Ю.Е. Знаете, всё очень постепенно происходило, на протяжении нескольких десятилетий. Уверенность в правоте и справедливости Советской власти среди простых, работающих людей в 60-е годы была очень велика. Хотя боялись, колебались, переживали — всё было непросто. В первые послевоенные годы в Литве вообще всё строилось на страхе. Боялись власти — конечно, сила, сломавшая Гитлера. Боялись и "лесных братьев". Когда в 1951-52 годах банды были уничтожены, конечно, страха стало меньше. Но чем дальше, тем больше всякие поблажки, исключения, родственные связи стали нарушать принцип социальной справедливости. При Хрущеве под лозунгами демократии, восстановления ленинских норм вообще началась вседозволенность. И на первый план постепенно начали выходить такие нахальные люди, безответственно и карьеристски настроенные. При Брежневе это только усилилось. Один мой коллега даже шутил: "Шайками рвутся к власти",— имея в виду как групповщину, так и всякие банные посиделки. Это появилось при Брежневе. И Горбачев довел эту тенденцию до логического конца.
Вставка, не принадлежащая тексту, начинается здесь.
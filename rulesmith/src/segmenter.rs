//! Sentence segmentation for breakpoint detection.

use unicode_segmentation::UnicodeSegmentation;

/// Splits text into whitespace-normalized sentences.
///
/// Uses Unicode sentence boundaries, so abbreviations and non-Latin
/// punctuation behave better than a naive split on `.`.
#[must_use]
pub fn segment(text: &str) -> Vec<String> {
    text.unicode_sentences()
        .map(normalize_whitespace)
        .filter(|sentence| !sentence.is_empty())
        .collect()
}

/// Whitespace-approximated token count, used for chunk telemetry and caps.
#[must_use]
pub fn approx_tokens(text: &str) -> usize {
    text.split_whitespace().count()
}

fn normalize_whitespace(raw: &str) -> String {
    raw.split_whitespace().collect::<Vec<_>>().join(" ")
}
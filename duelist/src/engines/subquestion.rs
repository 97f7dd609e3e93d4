//! Sub-question decomposition across the two base engines.
//!
//! The model plans a JSON list of `{sub_question, tool}` items; each item is
//! dispatched to the card table or the rulebook, and a final completion
//! combines the sub-answers.

use std::sync::Arc;

use serde::{Deserialize, Serialize};

use crate::engines::{RulebookQueryEngine, SqlQueryEngine, strip_code_fences};
use crate::errors::AppError;
use crate::llm::Llm;

/// One planned step.
#[derive(Clone, Debug, PartialEq, Eq, Serialize, Deserialize)]
pub struct SubQuestion {
    pub sub_question: String,
    pub tool: String,
}

pub struct SubQuestionEngine {
    sql: Arc<SqlQueryEngine>,
    rulebook: Arc<RulebookQueryEngine>,
    llm: Arc<dyn Llm>,
}

impl SubQuestionEngine {
    #[must_use]
    pub fn new(
        sql: Arc<SqlQueryEngine>,
        rulebook: Arc<RulebookQueryEngine>,
        llm: Arc<dyn Llm>,
    ) -> Self {
        Self { sql, rulebook, llm }
    }

    /// Plans, runs every sub-question, and combines the answers.
    pub async fn query(&self, question: &str) -> Result<String, AppError> {
        let plan = self.plan(question).await?;
        tracing::info!(sub_questions = plan.len(), "sub-question plan ready");

        let mut findings = Vec::with_capacity(plan.len());
        for item in &plan {
            tracing::debug!(tool = %item.tool, sub_question = %item.sub_question, "dispatching");
            let answer = match item.tool.as_str() {
                "ygo_card_db" => self.sql.query(&item.sub_question).await?,
                "ygo_rulebook" => self.rulebook.query(&item.sub_question).await?,
                other => {
                    return Err(AppError::Plan(format!(
                        "plan names unknown tool '{other}'"
                    )));
                }
            };
            findings.push(format!("Q: {}\nA: {answer}", item.sub_question));
        }

        let prompt = format!(
            "Combine the sub-answers below into one answer to the original \
             question. Do not repeat the sub-questions.\n\n\
             Original question: {question}\n\n{}\n\nAnswer:",
            findings.join("\n\n")
        );
        self.llm.complete(&prompt).await
    }

    async fn plan(&self, question: &str) -> Result<Vec<SubQuestion>, AppError> {
        let prompt = format!(
            "Break the question into the smallest set of sub-questions that \
             together answer it. Respond with a JSON array of objects, each \
             {{\"sub_question\": \"...\", \"tool\": \"...\"}} where tool is \
             \"ygo_card_db\" for card data (stats, text, types) or \
             \"ygo_rulebook\" for game mechanics and rules. No other output.\n\n\
             Question: {question}"
        );
        let raw = self.llm.complete(&prompt).await?;
        let plan = parse_plan(&raw)?;
        if plan.is_empty() {
            return Err(AppError::Plan("the model produced an empty plan".into()));
        }
        Ok(plan)
    }
}

/// Parses the planner output, tolerating fences and prose around the array.
pub(crate) fn parse_plan(raw: &str) -> Result<Vec<SubQuestion>, AppError> {
    let cleaned = strip_code_fences(raw);
    let slice = match (cleaned.find('['), cleaned.rfind(']')) {
        (Some(start), Some(end)) if start < end => &cleaned[start..=end],
        _ => cleaned.as_str(),
    };
    serde_json::from_str(slice).map_err(|err| {
        AppError::Plan(format!(
            "{err} in: {}",
            slice.chars().take(120).collect::<String>()
        ))
    })
}
//! Shared types for rulebook ingestion and retrieval.

use serde::{Deserialize, Serialize};
use thiserror::Error;

/// Failures across the rulebook pipeline.
#[derive(Debug, Error)]
pub enum RuleError {
    #[error(transparent)]
    Io(#[from] std::io::Error),

    #[error("http request failed: {0}")]
    Http(#[from] reqwest::Error),

    #[error("embedding failed: {0}")]
    Embedding(String),

    #[error("storage error: {0}")]
    Storage(String),

    #[error("invalid document: {0}")]
    InvalidDocument(String),
}

/// One rulebook source file.
#[derive(Clone, Debug, PartialEq, Serialize, Deserialize)]
pub struct RuleDocument {
    /// Path (relative or absolute) the document was read from.
    pub source: String,
    /// Display title: the first markdown heading, or the file stem.
    pub title: String,
    pub text: String,
}

/// A semantically coherent slice of a rulebook document.
#[derive(Clone, Debug, PartialEq, Serialize, Deserialize)]
pub struct RuleChunk {
    pub id: String,
    pub source: String,
    pub heading: String,
    /// Zero-based position of this chunk within its source document.
    pub chunk_index: usize,
    pub content: String,
    /// The embedding vector, when one was computed.
    pub embedding: Option<Vec<f32>>,
}

impl RuleChunk {
    pub fn new(
        source: impl Into<String>,
        heading: impl Into<String>,
        chunk_index: usize,
        content: impl Into<String>,
    ) -> Self {
        Self {
            id: uuid::Uuid::new_v4().to_string(),
            source: source.into(),
            heading: heading.into(),
            chunk_index,
            content: content.into(),
            embedding: None,
        }
    }

    /// Attaches an embedding vector.
    #[must_use]
    pub fn with_embedding(mut self, embedding: Vec<f32>) -> Self {
        self.embedding = Some(embedding);
        self
    }
}

/// Telemetry for one chunking run.
#[derive(Clone, Debug, Default, PartialEq, Serialize, Deserialize)]
pub struct ChunkingStats {
    /// Sentences fed into breakpoint detection.
    pub total_segments: usize,
    pub total_chunks: usize,
    /// Mean whitespace-approximated token count per chunk.
    pub average_tokens: f32,
}

/// A retrieved chunk with its similarity to the query (higher is closer).
#[derive(Clone, Debug)]
pub struct ScoredChunk {
    pub chunk: RuleChunk,
    pub score: f32,
}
"ЗАВТРА". О временах и нравах горбачевщины мы, надеюсь, еще поговорим подробнее. А пока давайте вернемся к вашей биографии. Долго вы проработали в газете?
Ю.Е. Четыре года. Прошел через все ступеньки служебной лестницы, был заведующим отделом партийной жизни, заместителем редактора и два последних года, с 1966 по 1968 годы, работал редактором районной газеты.
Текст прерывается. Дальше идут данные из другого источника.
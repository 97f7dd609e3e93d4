//! Fetches (or reuses) the card snapshot and materializes it into SQLite.
//!
//! ```bash
//! cargo run -p cardvault --example fetch_cards
//! ```
//!
//! Env knobs: `CARDVAULT_API_URL`, `CARDVAULT_SNAPSHOT` (default
//! `./cards.json`), `CARDVAULT_DB` (default in-memory).

use std::env;

use cardvault::{CardApi, CardError, CardStore, DEFAULT_API_URL, SnapshotPolicy, SnapshotStore};
use tracing_subscriber::FmtSubscriber;

#[tokio::main]
async fn main() -> Result<(), CardError> {
    let subscriber = FmtSubscriber::builder().with_env_filter("info").finish();
    let _ = tracing::subscriber::set_global_default(subscriber);

    let endpoint = env::var("CARDVAULT_API_URL").unwrap_or_else(|_| DEFAULT_API_URL.to_string());
    let snapshot_path =
        env::var("CARDVAULT_SNAPSHOT").unwrap_or_else(|_| "./cards.json".to_string());

    let api = CardApi::new(endpoint)?;
    let snapshot = SnapshotStore::new(&snapshot_path);
    let outcome = snapshot.ensure(&api, SnapshotPolicy::ReuseAlways).await?;

    println!(
        "{} cards ({}) fetched at {}",
        outcome.cards.len(),
        if outcome.from_cache {
            "from snapshot"
        } else {
            "freshly downloaded"
        },
        outcome.fetched_at
    );

    let store = match env::var("CARDVAULT_DB") {
        Ok(path) => CardStore::open(path).await?,
        Err(_) => CardStore::open_in_memory().await?,
    };
    let rows = store.materialize(&outcome.cards).await?;
    println!("materialized {rows} rows into the `cards` table");

    let sample = store
        .select("SELECT name, atk, \"def\" FROM cards WHERE atk IS NOT NULL ORDER BY atk DESC LIMIT 5")
        .await?;
    for row in sample {
        println!("{}", serde_json::to_string(&row).unwrap_or_default());
    }

    Ok(())
}
//! Application-level error surface.

use thiserror::Error;

/// Anything the assistant can fail with. Bootstrap errors end the process
/// (with a diagnostic, via the `Result` out of `main`); per-turn errors are
/// reported to the user and the session continues.
#[derive(Debug, Error)]
pub enum AppError {
    #[error(transparent)]
    Cards(#[from] cardvault::CardError),

    #[error(transparent)]
    Rules(#[from] rulesmith::RuleError),

    #[error(transparent)]
    Io(#[from] std::io::Error),

    #[error("completion failed: {0}")]
    Completion(String),

    #[error("could not extract SQL from the model response: {0}")]
    Sql(String),

    #[error("could not parse sub-question plan: {0}")]
    Plan(String),

    #[error("configuration error: {0}")]
    Config(String),
}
"ЗАВТРА". То есть быстро выросли?
Ю.Е. Да, так сложилось, видимо: и время, и образование, и какие-то личные качества,— всё сыграло свою роль. Самое важное, что я понял для себя из опыта этой работы: все проблемы, даже самые, казалось бы, мелочные,— решаются не там, где они должны, по идее, решаться. Они решаются в Москве, даже в Кремле, на самых вершинах власти. Мне уже и тогда показалось это ненормальным и уязвимым, потому что сосредоточение всех мелочей в центре отвлекает людей на высшем государственном уровне от главного, от каких-то стратегически важных проблем. Плюс к тому снижает ответственность работников на местах, сковывает их инициативу. В результате всё это очень вредит общему делу. Не каждый председатель колхоза может возглавить район. Не каждый руководитель района может возглавить область или республику. И наоборот, между прочим. Каждый должен быть на своем месте. В этом смысле, действительно, кадры решают всё.
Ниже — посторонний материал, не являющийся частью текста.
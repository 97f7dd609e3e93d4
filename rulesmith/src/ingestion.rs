//! Loading rulebook documents from a local directory.

use std::path::Path;

use tokio::fs;

use crate::types::{RuleDocument, RuleError};

const RULEBOOK_EXTENSIONS: [&str; 3] = ["md", "markdown", "txt"];

/// Reads every rulebook file (`.md`, `.markdown`, `.txt`) directly beneath
/// `dir`, in name order.
///
/// An empty result is an error: with nothing indexed the assistant cannot
/// answer rules questions at all.
pub async fn read_rulebook(dir: impl AsRef<Path>) -> Result<Vec<RuleDocument>, RuleError> {
    let dir = dir.as_ref();
    let mut reader = fs::read_dir(dir).await?;
    let mut paths = Vec::new();
    while let Some(entry) = reader.next_entry().await? {
        let path = entry.path();
        let keep = path
            .extension()
            .and_then(|ext| ext.to_str())
            .map(|ext| RULEBOOK_EXTENSIONS.contains(&ext.to_ascii_lowercase().as_str()))
            .unwrap_or(false);
        if keep && path.is_file() {
            paths.push(path);
        }
    }
    paths.sort();

    let mut documents = Vec::with_capacity(paths.len());
    for path in paths {
        let text = fs::read_to_string(&path).await?;
        let title = extract_title(&text).unwrap_or_else(|| {
            path.file_stem()
                .and_then(|stem| stem.to_str())
                .unwrap_or("rulebook")
                .to_string()
        });
        documents.push(RuleDocument {
            source: path.display().to_string(),
            title,
            text,
        });
    }

    if documents.is_empty() {
        return Err(RuleError::InvalidDocument(format!(
            "no rulebook documents found in {}",
            dir.display()
        )));
    }

    tracing::debug!(documents = documents.len(), dir = %dir.display(), "rulebook loaded");
    Ok(documents)
}

/// First markdown heading, with the marker stripped.
fn extract_title(text: &str) -> Option<String> {
    text.lines()
        .map(str::trim)
        .find(|line| line.starts_with('#'))
        .map(|line| line.trim_start_matches('#').trim().to_string())
        .filter(|title| !title.is_empty())
}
"ЗАВТРА". И на какую работу молодого главного редактора районной газеты направили в 1968 году?
Ю.Е. Меня направили не на работу, а на учебу в Ленинградскую высшую партийную школу, которую я через два года закончил с отличием.
"ЗАВТРА". Какие впечатления остались у вас от Ленинграда?
Ю.Е. Я полюбил этот город. Могу даже сказать, что я — патриот Ленинграда. Понимаете, это город высочайшей культуры. Здесь сложилась, существовала и до сих пор существует культурная среда, которая сама по себе является феноменом мирового значения. Кроме того, Ленинград тогда еще не был до такой степени развален, как в последнее время. Но уже начинала сказываться нивелировка всех городов, недофинансирование их социальной сферы, что проявлялось в нехватке общественного транспорта, растущих очередях и так далее. Между тем, вся жизнь состоит из подобных, казалось бы, мелочей. И возникшие позднее антисоветские движения, по-моему, во многом складывались именно на почве недовольства целыми комплексами таких мелочей, которые мешали повседневной жизни — пусть не стратегически, но очень чувствительно для людей.